--- Excerpted data Enclosed Below ---
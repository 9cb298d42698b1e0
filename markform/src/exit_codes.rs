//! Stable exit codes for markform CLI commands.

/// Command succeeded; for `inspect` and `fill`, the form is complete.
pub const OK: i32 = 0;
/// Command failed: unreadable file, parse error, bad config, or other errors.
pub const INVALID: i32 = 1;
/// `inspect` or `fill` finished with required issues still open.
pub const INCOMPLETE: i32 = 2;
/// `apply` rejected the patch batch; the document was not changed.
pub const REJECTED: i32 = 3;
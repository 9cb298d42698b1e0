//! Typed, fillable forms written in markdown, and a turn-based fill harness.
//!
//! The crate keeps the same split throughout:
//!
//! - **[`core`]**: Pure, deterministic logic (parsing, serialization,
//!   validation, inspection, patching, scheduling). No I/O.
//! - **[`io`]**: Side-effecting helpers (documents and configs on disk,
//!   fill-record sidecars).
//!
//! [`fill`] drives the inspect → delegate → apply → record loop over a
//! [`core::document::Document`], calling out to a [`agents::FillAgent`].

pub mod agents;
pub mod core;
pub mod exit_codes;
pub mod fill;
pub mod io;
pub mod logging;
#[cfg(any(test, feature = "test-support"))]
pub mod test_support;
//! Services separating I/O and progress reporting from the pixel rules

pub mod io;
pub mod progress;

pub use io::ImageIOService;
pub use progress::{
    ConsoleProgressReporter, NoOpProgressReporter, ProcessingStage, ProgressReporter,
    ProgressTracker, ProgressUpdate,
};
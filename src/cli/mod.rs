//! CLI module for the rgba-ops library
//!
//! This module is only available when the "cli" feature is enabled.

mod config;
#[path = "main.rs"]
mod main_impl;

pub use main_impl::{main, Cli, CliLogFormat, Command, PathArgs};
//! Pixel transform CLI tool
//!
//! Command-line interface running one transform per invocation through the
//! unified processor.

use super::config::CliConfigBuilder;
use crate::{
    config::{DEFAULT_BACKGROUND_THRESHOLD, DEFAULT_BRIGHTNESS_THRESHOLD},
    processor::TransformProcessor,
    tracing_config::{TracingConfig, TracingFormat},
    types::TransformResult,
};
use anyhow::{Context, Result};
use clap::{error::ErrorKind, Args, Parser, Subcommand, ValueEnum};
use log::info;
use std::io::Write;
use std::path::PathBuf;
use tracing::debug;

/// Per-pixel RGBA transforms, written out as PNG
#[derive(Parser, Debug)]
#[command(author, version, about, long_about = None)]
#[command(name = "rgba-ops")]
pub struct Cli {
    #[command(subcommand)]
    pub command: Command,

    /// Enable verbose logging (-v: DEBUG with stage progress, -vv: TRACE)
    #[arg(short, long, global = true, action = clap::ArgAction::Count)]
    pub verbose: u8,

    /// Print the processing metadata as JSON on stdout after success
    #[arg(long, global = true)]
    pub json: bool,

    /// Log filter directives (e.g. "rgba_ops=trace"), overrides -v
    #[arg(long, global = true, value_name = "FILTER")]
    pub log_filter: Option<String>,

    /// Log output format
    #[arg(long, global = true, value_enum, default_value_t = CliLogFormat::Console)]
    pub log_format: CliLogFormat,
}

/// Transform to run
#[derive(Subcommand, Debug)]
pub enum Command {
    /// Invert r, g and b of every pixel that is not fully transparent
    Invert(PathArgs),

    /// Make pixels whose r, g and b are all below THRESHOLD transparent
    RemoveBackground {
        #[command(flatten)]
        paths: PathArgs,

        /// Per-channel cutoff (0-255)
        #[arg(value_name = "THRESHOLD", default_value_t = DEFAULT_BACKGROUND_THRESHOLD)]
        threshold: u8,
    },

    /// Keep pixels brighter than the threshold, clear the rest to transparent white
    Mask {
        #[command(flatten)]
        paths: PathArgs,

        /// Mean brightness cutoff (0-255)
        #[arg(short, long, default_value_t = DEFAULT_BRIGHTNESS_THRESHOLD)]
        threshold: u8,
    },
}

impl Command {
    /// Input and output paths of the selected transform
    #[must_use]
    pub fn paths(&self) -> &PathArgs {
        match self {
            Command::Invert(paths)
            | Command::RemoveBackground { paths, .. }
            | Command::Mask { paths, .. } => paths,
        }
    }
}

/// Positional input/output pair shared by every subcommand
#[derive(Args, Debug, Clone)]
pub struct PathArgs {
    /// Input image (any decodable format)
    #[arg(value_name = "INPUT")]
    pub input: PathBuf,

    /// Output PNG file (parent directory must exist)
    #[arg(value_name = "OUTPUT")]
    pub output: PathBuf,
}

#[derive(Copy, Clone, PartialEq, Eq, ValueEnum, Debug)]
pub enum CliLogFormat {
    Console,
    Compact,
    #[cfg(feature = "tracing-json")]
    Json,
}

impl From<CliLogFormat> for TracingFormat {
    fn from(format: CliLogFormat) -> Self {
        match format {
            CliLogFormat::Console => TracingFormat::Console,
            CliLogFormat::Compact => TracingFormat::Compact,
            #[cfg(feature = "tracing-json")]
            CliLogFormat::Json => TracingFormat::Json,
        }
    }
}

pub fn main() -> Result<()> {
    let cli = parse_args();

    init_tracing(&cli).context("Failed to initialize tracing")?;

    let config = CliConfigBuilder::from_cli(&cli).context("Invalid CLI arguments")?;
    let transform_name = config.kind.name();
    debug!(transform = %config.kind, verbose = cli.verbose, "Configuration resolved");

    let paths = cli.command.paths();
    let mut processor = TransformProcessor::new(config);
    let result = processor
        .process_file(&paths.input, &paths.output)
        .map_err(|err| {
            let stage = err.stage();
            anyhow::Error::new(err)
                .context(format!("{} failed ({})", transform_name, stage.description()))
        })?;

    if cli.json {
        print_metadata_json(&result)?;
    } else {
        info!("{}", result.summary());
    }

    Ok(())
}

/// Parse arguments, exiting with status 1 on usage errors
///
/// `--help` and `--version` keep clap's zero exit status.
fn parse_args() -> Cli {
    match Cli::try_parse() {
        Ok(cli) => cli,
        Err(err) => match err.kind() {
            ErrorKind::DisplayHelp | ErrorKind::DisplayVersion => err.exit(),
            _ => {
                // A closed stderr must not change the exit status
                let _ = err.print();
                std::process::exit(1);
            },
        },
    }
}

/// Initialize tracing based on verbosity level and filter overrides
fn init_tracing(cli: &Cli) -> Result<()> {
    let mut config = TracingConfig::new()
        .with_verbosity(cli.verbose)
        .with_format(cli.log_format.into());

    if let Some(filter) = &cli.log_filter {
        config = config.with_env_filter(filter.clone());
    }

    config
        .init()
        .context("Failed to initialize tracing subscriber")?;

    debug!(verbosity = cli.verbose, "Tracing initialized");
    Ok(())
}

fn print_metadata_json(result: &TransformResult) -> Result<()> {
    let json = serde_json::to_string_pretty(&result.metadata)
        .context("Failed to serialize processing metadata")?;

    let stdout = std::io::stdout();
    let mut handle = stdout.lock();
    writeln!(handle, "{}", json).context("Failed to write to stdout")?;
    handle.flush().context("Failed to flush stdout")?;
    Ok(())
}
--- End of Enclosed Excerpted data ---
--- Excerpted data Enclosed Below ---
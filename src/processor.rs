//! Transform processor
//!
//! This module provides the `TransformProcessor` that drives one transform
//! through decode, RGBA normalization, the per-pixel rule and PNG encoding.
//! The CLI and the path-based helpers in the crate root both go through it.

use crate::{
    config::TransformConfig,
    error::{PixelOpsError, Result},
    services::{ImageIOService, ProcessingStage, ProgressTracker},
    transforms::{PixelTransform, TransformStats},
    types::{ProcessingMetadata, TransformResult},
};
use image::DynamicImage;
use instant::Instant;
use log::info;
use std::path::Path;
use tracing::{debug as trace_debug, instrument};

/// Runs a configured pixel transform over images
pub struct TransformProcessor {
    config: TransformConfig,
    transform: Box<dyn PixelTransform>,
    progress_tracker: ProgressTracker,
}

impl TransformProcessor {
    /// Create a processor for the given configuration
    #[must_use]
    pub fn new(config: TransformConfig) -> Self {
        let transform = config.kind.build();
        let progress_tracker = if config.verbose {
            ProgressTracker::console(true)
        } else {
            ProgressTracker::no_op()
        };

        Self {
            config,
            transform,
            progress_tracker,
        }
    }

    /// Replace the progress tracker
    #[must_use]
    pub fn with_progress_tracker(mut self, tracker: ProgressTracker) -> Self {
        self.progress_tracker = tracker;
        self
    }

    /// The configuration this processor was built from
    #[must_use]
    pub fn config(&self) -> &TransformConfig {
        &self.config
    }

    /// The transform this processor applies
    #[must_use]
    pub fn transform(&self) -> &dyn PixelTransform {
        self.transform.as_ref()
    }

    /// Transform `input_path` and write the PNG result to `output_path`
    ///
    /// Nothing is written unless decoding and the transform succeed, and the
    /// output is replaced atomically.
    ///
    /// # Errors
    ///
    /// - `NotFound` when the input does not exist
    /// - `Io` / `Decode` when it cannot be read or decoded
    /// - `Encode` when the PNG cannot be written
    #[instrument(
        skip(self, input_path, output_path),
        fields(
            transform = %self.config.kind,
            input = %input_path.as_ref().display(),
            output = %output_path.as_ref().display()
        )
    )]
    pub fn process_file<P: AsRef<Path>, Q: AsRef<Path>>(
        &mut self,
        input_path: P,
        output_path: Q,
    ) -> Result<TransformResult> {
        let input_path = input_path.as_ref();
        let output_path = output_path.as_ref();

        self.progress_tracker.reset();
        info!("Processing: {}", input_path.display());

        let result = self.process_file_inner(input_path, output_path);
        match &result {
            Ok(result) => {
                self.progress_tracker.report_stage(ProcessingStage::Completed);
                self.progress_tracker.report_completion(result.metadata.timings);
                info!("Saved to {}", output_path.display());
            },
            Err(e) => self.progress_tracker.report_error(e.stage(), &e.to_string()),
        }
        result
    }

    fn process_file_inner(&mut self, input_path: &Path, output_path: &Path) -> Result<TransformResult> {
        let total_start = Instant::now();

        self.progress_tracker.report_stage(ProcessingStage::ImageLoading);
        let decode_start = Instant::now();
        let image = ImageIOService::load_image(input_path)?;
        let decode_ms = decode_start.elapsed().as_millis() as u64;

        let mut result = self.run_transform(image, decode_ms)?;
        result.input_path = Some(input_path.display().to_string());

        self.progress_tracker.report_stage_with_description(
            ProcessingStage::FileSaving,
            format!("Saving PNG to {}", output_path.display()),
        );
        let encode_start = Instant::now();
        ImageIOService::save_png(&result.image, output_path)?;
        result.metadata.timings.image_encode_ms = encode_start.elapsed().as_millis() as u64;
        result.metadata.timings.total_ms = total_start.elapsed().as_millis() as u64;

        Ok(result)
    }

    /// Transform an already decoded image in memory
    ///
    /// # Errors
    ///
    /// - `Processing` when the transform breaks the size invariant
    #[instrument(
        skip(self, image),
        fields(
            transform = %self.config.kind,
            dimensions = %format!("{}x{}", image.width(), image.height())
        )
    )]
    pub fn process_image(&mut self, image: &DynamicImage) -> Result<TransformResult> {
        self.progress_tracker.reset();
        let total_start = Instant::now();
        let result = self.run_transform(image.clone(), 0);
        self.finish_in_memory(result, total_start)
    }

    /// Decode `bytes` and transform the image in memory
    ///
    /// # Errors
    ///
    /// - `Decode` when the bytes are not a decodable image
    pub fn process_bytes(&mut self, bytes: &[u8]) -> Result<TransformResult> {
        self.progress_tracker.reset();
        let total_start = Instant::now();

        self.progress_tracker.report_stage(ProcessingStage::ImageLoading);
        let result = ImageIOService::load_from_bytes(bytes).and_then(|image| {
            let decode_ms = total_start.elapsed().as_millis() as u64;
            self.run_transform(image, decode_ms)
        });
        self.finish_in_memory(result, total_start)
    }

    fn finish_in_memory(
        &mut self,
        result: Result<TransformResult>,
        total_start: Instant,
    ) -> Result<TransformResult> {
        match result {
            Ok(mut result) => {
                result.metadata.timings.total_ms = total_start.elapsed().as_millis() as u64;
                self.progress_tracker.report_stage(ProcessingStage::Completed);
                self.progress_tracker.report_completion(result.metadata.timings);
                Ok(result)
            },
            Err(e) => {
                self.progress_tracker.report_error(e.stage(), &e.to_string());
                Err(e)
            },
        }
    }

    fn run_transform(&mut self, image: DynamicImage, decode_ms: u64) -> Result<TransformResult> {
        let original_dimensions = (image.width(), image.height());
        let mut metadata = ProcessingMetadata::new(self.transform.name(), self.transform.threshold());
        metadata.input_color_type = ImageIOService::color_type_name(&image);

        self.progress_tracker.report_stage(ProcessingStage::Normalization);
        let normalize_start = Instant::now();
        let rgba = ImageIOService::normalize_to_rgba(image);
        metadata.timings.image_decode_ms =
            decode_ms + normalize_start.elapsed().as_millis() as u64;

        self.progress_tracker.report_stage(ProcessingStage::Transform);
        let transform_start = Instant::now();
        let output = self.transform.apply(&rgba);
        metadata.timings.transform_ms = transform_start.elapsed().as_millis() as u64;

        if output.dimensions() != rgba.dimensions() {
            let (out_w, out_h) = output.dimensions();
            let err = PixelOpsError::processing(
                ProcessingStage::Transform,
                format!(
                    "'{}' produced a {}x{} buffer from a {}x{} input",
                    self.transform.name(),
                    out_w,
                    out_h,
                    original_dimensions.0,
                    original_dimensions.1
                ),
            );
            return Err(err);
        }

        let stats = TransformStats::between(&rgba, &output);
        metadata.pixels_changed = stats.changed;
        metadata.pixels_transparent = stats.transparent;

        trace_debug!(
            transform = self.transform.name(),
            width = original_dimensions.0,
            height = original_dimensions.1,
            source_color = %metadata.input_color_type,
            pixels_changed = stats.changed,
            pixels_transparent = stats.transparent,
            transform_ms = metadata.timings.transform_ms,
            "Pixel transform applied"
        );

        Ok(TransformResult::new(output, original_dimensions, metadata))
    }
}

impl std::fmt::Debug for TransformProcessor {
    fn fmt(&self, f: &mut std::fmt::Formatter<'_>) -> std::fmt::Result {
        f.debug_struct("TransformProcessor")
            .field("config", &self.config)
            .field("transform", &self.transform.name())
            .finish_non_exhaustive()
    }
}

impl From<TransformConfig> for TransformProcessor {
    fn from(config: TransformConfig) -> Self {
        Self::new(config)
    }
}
--- End of Enclosed Excerpted data ---
--- Excerpted data Enclosed Below ---
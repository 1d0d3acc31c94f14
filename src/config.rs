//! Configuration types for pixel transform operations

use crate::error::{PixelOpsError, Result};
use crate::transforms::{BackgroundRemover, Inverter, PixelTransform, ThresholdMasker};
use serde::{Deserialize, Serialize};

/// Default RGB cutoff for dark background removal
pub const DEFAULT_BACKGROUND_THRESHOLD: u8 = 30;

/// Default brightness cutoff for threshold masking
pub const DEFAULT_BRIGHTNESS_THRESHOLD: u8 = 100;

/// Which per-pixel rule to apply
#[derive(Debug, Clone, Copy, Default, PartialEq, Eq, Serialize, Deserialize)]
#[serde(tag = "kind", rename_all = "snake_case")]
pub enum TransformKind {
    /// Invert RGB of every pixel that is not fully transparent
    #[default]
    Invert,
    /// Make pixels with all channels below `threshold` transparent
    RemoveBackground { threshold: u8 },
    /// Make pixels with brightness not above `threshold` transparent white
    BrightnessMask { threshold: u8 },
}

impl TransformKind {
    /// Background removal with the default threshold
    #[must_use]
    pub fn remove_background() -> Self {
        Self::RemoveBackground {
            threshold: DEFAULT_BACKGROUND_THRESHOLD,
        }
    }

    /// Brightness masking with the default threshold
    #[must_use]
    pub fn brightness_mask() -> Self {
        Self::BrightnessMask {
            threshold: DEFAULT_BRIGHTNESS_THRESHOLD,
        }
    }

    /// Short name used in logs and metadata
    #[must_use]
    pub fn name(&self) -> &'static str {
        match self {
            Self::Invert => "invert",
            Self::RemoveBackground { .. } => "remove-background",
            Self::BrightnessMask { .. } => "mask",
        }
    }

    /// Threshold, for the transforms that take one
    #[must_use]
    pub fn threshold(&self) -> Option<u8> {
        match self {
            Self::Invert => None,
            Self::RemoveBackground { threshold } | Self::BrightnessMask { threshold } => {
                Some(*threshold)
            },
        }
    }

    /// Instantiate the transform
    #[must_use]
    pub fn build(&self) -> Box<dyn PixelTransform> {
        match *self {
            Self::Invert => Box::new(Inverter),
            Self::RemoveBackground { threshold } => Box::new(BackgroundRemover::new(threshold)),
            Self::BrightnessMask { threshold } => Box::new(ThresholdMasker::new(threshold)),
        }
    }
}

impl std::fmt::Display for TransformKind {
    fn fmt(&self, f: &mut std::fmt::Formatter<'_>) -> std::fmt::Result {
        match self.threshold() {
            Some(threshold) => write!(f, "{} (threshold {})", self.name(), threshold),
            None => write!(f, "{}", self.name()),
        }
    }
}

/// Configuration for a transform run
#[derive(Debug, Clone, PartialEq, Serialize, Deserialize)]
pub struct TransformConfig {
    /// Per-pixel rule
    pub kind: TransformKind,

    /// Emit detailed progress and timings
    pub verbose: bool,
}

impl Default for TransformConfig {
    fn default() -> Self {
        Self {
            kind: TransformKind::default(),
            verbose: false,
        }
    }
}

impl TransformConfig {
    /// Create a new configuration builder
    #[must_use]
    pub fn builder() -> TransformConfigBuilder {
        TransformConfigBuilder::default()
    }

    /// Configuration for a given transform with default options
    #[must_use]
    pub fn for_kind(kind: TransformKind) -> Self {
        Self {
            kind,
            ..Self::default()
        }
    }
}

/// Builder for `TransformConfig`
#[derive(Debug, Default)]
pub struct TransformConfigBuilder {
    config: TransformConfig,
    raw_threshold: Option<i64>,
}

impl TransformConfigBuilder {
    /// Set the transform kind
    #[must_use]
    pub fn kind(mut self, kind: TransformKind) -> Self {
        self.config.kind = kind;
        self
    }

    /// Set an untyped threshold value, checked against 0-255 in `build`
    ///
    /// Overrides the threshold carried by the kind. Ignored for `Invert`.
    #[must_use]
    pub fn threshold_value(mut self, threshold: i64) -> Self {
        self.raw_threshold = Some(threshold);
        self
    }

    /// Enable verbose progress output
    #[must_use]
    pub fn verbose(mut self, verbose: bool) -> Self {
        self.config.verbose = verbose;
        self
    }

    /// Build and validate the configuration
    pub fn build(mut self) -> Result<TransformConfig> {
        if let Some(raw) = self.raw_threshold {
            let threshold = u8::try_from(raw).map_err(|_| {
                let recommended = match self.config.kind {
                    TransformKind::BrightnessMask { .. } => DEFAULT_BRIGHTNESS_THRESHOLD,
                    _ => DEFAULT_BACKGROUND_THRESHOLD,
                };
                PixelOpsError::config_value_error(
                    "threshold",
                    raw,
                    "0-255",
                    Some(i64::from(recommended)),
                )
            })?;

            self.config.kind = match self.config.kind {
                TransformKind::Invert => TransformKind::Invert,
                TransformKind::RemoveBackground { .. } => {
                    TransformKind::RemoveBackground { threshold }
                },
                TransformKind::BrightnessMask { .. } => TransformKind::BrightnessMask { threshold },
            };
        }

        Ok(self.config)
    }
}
--- End of Enclosed Excerpted data ---
Across the records above, show each line containing the word "core".

//! - **[`core`]**: Pure, deterministic logic (parsing, serialization,
//! [`core::document::Document`], calling out to a [`agents::FillAgent`].
pub mod core;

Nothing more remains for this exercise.